- Work instructions -
Whether an entry is long or short, retype it exactly.

- Data for processing -
····················
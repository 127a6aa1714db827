// Finding the monitor source for the sink the playback stream landed on.

use crate::{error::BridgeError, reconfig::StreamRole};

/// Fires the sink lookup once, on the first playback Ready.
#[derive(Debug, Default)]
pub struct MonitorDiscovery {
    requested: bool,
}

impl MonitorDiscovery {
    pub fn new() -> Self {
        Self::default()
    }

    pub fn on_ready(&mut self, role: StreamRole) -> bool {
        if role != StreamRole::Playback || self.requested {
            return false;
        }
        self.requested = true;
        true
    }
}

/// One callback's worth of a sink-info lookup.
#[derive(Debug, Clone, Copy, PartialEq, Eq)]
pub enum SinkLookup<'a> {
    Item { monitor_source: Option<&'a str> },
    End,
    Error,
}

#[derive(Debug)]
pub enum MonitorAction {
    Connect(String),
    Fail(BridgeError),
    Wait,
}

/// `errno` is only asked for when the lookup itself failed.
pub fn monitor_action(lookup: SinkLookup<'_>, errno: impl FnOnce() -> String) -> MonitorAction {
    match lookup {
        SinkLookup::Item {
            monitor_source: Some(source),
        } => MonitorAction::Connect(source.to_string()),
        SinkLookup::Item {
            monitor_source: None,
        } => MonitorAction::Fail(BridgeError::SinkQuery(
            "sink has no monitor source".to_string(),
        )),
        SinkLookup::End => MonitorAction::Wait,
        SinkLookup::Error => MonitorAction::Fail(BridgeError::SinkQuery(errno())),
    }
}
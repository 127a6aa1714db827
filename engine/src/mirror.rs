// Port-connect notifications arrive while JACK holds its graph lock, so the
// mirrored ops wait in `PendingOps` for the next process cycle.

use std::collections::VecDeque;
use std::sync::Mutex;

#[derive(Debug, Clone, Copy, PartialEq, Eq)]
pub enum LinkAction {
    Connect,
    Disconnect,
}

impl LinkAction {
    pub fn from_connected(connected: bool) -> Self {
        if connected {
            LinkAction::Connect
        } else {
            LinkAction::Disconnect
        }
    }
}

#[derive(Debug, Clone, PartialEq, Eq)]
pub struct ConnectionOp {
    pub source: String,
    pub destination: String,
    pub action: LinkAction,
}

#[derive(Debug, Clone)]
pub struct MirrorPolicy {
    client_name: String,
    system_prefix: String,
    playback: Vec<String>,
    capture: Vec<String>,
}

impl MirrorPolicy {
    /// `playback` and `capture` are the bridge's own short port names, which
    /// are chosen to match the system ports they stand in for.
    pub fn new(
        client_name: &str,
        system_client: &str,
        playback: Vec<String>,
        capture: Vec<String>,
    ) -> Self {
        Self {
            client_name: client_name.to_string(),
            system_prefix: format!("{system_client}:"),
            playback,
            capture,
        }
    }

    fn full_name(&self, short: &str) -> String {
        format!("{}:{}", self.client_name, short)
    }

    pub fn mirror(&self, source: &str, destination: &str, connected: bool) -> Vec<ConnectionOp> {
        let action = LinkAction::from_connected(connected);
        let mut ops = Vec::new();

        if let Some(short) = source.strip_prefix(self.system_prefix.as_str()) {
            if let Some(own) = self.capture.iter().find(|c| c.as_str() == short) {
                ops.push(ConnectionOp {
                    source: self.full_name(own),
                    destination: destination.to_string(),
                    action,
                });
            }
        }

        if let Some(short) = destination.strip_prefix(self.system_prefix.as_str()) {
            if let Some(own) = self.playback.iter().find(|p| p.as_str() == short) {
                ops.push(ConnectionOp {
                    source: source.to_string(),
                    destination: self.full_name(own),
                    action,
                });
            }
        }

        ops
    }
}

/// FIFO of operations waiting for the next process cycle.
///
/// Filled from the notification thread, drained from the process thread with
/// `try_lock`, so a cycle that races a notification leaves the queue for the
/// next cycle instead of blocking.
#[derive(Debug, Default)]
pub struct PendingOps {
    queue: Mutex<VecDeque<ConnectionOp>>,
}

impl PendingOps {
    pub fn new() -> Self {
        Self::default()
    }

    pub fn push(&self, op: ConnectionOp) {
        match self.queue.lock() {
            Ok(mut queue) => queue.push_back(op),
            Err(poisoned) => poisoned.into_inner().push_back(op),
        }
    }

    /// Applies queued operations in order. Returns how many were applied.
    pub fn drain(&self, mut apply: impl FnMut(&ConnectionOp)) -> usize {
        let Ok(mut queue) = self.queue.try_lock() else {
            return 0;
        };
        let mut applied = 0;
        while let Some(op) = queue.pop_front() {
            apply(&op);
            applied += 1;
        }
        applied
    }

    pub fn len(&self) -> usize {
        self.queue.lock().map(|q| q.len()).unwrap_or(0)
    }

    pub fn is_empty(&self) -> bool {
        self.len() == 0
    }
}

#[cfg(test)]
mod tests {
    use super::*;

    fn policy() -> MirrorPolicy {
        MirrorPolicy::new(
            "bridge",
            "system",
            vec!["playback_1".to_string(), "playback_2".to_string()],
            vec!["capture_1".to_string(), "capture_2".to_string()],
        )
    }

    #[test]
    fn system_capture_is_mirrored_from_bridge_capture() {
        let ops = policy().mirror("system:capture_2", "ardour:in_1", true);
        assert_eq!(
            ops,
            vec![ConnectionOp {
                source: "bridge:capture_2".to_string(),
                destination: "ardour:in_1".to_string(),
                action: LinkAction::Connect,
            }]
        );
    }

    #[test]
    fn system_playback_is_mirrored_into_bridge_playback() {
        let ops = policy().mirror("ardour:out_1", "system:playback_1", false);
        assert_eq!(
            ops,
            vec![ConnectionOp {
                source: "ardour:out_1".to_string(),
                destination: "bridge:playback_1".to_string(),
                action: LinkAction::Disconnect,
            }]
        );
    }

    #[test]
    fn unrelated_ports_produce_nothing() {
        let p = policy();
        assert!(p.mirror("ardour:out_1", "carla:in_1", true).is_empty());
        assert!(p.mirror("system:midi_capture_1", "carla:in", true).is_empty());
        assert!(p.mirror("systemd:capture_1", "carla:in", true).is_empty());
        assert!(p.mirror("bridge:capture_1", "carla:in", true).is_empty());
    }

    #[test]
    fn connections_to_bridge_ports_are_mirrored_too() {
        let p = policy();
        assert_eq!(
            p.mirror("system:capture_1", "bridge:playback_1", true),
            vec![ConnectionOp {
                source: "bridge:capture_1".to_string(),
                destination: "bridge:playback_1".to_string(),
                action: LinkAction::Connect,
            }]
        );
        assert_eq!(
            p.mirror("bridge:monitor_1", "system:playback_1", false),
            vec![ConnectionOp {
                source: "bridge:monitor_1".to_string(),
                destination: "bridge:playback_1".to_string(),
                action: LinkAction::Disconnect,
            }]
        );
    }

    #[test]
    fn pending_ops_drain_in_fifo_order() {
        let pending = PendingOps::new();
        for i in 0..5 {
            pending.push(ConnectionOp {
                source: format!("a:{i}"),
                destination: format!("b:{i}"),
                action: LinkAction::Connect,
            });
        }
        assert_eq!(pending.len(), 5);
        let mut seen = Vec::new();
        assert_eq!(pending.drain(|op| seen.push(op.source.clone())), 5);
        assert_eq!(seen, vec!["a:0", "a:1", "a:2", "a:3", "a:4"]);
        assert!(pending.is_empty());
        assert_eq!(pending.drain(|_| panic!("queue should be empty")), 0);
    }
}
····················
- Answer -
repository 127a6aa1714db827
// Finding the monitor source for the sink the playback stream landed on.

use crate::{error::BridgeError, reconfig::StreamRole};

/// Fires the sink lookup once, on the first playback Ready.
#[derive(Debug, Default)]
pub struct MonitorDiscovery {
    requested: bool,
}

impl MonitorDiscovery {
    pub fn new() -> Self {
        Self::default()
    }

    pub fn on_ready(&mut self, role: StreamRole) -> bool {
        if role != StreamRole::Playback || self.requested {
            return false;
        }
        self.requested = true;
        true
    }
}

/// One callback's worth of a sink-info lookup.
#[derive(Debug, Clone, Copy, PartialEq, Eq)]
pub enum SinkLookup<'a> {
    Item { monitor_source: Option<&'a str> },
    End,
    Error,
}

#[derive(Debug)]
pub enum MonitorAction {
    Connect(String),
    Fail(BridgeError),
    Wait,
}

/// `errno` is only asked for when the lookup itself failed.
pub fn monitor_action(lookup: SinkLookup<'_>, errno: impl FnOnce() -> String) -> MonitorAction {
    match lookup {
        SinkLookup::Item {
            monitor_source: Some(source),
        } => MonitorAction::Connect(source.to_string()),
        SinkLookup::Item {
            monitor_source: None,
        } => MonitorAction::Fail(BridgeError::SinkQuery(
            "sink has no monitor source".to_string(),
        )),
        SinkLookup::End => MonitorAction::Wait,
        SinkLookup::Error => MonitorAction::Fail(BridgeError::SinkQuery(errno())),
    }
}
repository 127a6aa1714db827
filename engine/src/mirror.rs
// Port-connect notifications arrive while JACK holds its graph lock, so the
// mirrored ops wait in `PendingOps` for the next process cycle.

use std::collections::VecDeque;
use std::sync::Mutex;

#[derive(Debug, Clone, Copy, PartialEq, Eq)]
pub enum LinkAction {
    Connect,
    Disconnect,
}

impl LinkAction {
    pub fn from_connected(connected: bool) -> Self {
        if connected {
            LinkAction::Connect
        } else {
            LinkAction::Disconnect
        }
    }
}

#[derive(Debug, Clone, PartialEq, Eq)]
pub struct ConnectionOp {
    pub source: String,
    pub destination: String,
    pub action: LinkAction,
}

#[derive(Debug, Clone)]
pub struct MirrorPolicy {
    client_name: String,
    system_prefix: String,
    playback: Vec<String>,
    capture: Vec<String>,
}

impl MirrorPolicy {
    /// `playback` and `capture` are the bridge's own short port names, which
    /// are chosen to match the system ports they stand in for.
    pub fn new(
        client_name: &str,
        system_client: &str,
        playback: Vec<String>,
        capture: Vec<String>,
    ) -> Self {
        Self {
            client_name: client_name.to_string(),
            system_prefix: format!("{system_client}:"),
            playback,
            capture,
        }
    }

    fn full_name(&self, short: &str) -> String {
        format!("{}:{}", self.client_name, short)
    }

    pub fn mirror(&self, source: &str, destination: &str, connected: bool) -> Vec<ConnectionOp> {
        let action = LinkAction::from_connected(connected);
        let mut ops = Vec::new();

        if let Some(short) = source.strip_prefix(self.system_prefix.as_str()) {
            if let Some(own) = self.capture.iter().find(|c| c.as_str() == short) {
                ops.push(ConnectionOp {
                    source: self.full_name(own),
                    destination: destination.to_string(),
                    action,
                });
            }
        }

        if let Some(short) = destination.strip_prefix(self.system_prefix.as_str()) {
            if let Some(own) = self.playback.iter().find(|p| p.as_str() == short) {
                ops.push(ConnectionOp {
                    source: source.to_string(),
                    destination: self.full_name(own),
                    action,
                });
            }
        }

        ops
    }
}

/// FIFO of operations waiting for the next process cycle.
///
/// Filled from the notification thread, drained from the process thread with
/// `try_lock`, so a cycle that races a notification leaves the queue for the
/// next cycle instead of blocking.
#[derive(Debug, Default)]
pub struct PendingOps {
    queue: Mutex<VecDeque<ConnectionOp>>,
}

impl PendingOps {
    pub fn new() -> Self {
        Self::default()
    }

    pub fn push(&self, op: ConnectionOp) {
        match self.queue.lock() {
            Ok(mut queue) => queue.push_back(op),
            Err(poisoned) => poisoned.into_inner().push_back(op),
        }
    }

    /// Applies queued operations in order. Returns how many were applied.
    pub fn drain(&self, mut apply: impl FnMut(&ConnectionOp)) -> usize {
        let Ok(mut queue) = self.queue.try_lock() else {
            return 0;
        };
        let mut applied = 0;
        while let Some(op) = queue.pop_front() {
            apply(&op);
            applied += 1;
        }
        applied
    }

    pub fn len(&self) -> usize {
        self.queue.lock().map(|q| q.len()).unwrap_or(0)
    }

    pub fn is_empty(&self) -> bool {
        self.len() == 0
    }
}

#[cfg(test)]
mod tests {
    use super::*;

    fn policy() -> MirrorPolicy {
        MirrorPolicy::new(
            "bridge",
            "system",
            vec!["playback_1".to_string(), "playback_2".to_string()],
            vec!["capture_1".to_string(), "capture_2".to_string()],
        )
    }

    #[test]
    fn system_capture_is_mirrored_from_bridge_capture() {
        let ops = policy().mirror("system:capture_2", "ardour:in_1", true);
        assert_eq!(
            ops,
            vec![ConnectionOp {
                source: "bridge:capture_2".to_string(),
                destination: "ardour:in_1".to_string(),
                action: LinkAction::Connect,
            }]
        );
    }

    #[test]
    fn system_playback_is_mirrored_into_bridge_playback() {
        let ops = policy().mirror("ardour:out_1", "system:playback_1", false);
        assert_eq!(
            ops,
            vec![ConnectionOp {
                source: "ardour:out_1".to_string(),
                destination: "bridge:playback_1".to_string(),
                action: LinkAction::Disconnect,
            }]
        );
    }

    #[test]
    fn unrelated_ports_produce_nothing() {
        let p = policy();
        assert!(p.mirror("ardour:out_1", "carla:in_1", true).is_empty());
        assert!(p.mirror("system:midi_capture_1", "carla:in", true).is_empty());
        assert!(p.mirror("systemd:capture_1", "carla:in", true).is_empty());
        assert!(p.mirror("bridge:capture_1", "carla:in", true).is_empty());
    }

    #[test]
    fn connections_to_bridge_ports_are_mirrored_too() {
        let p = policy();
        assert_eq!(
            p.mirror("system:capture_1", "bridge:playback_1", true),
            vec![ConnectionOp {
                source: "bridge:capture_1".to_string(),
                destination: "bridge:playback_1".to_string(),
                action: LinkAction::Connect,
            }]
        );
        assert_eq!(
            p.mirror("bridge:monitor_1", "system:playback_1", false),
            vec![ConnectionOp {
                source: "bridge:monitor_1".to_string(),
                destination: "bridge:playback_1".to_string(),
                action: LinkAction::Disconnect,
            }]
        );
    }

    #[test]
    fn pending_ops_drain_in_fifo_order() {
        let pending = PendingOps::new();
        for i in 0..5 {
            pending.push(ConnectionOp {
                source: format!("a:{i}"),
                destination: format!("b:{i}"),
                action: LinkAction::Connect,
            });
        }
        assert_eq!(pending.len(), 5);
        let mut seen = Vec::new();
        assert_eq!(pending.drain(|op| seen.push(op.source.clone())), 5);
        assert_eq!(seen, vec!["a:0", "a:1", "a:2", "a:3", "a:4"]);
        assert!(pending.is_empty());
        assert_eq!(pending.drain(|_| panic!("queue should be empty")), 0);
    }
}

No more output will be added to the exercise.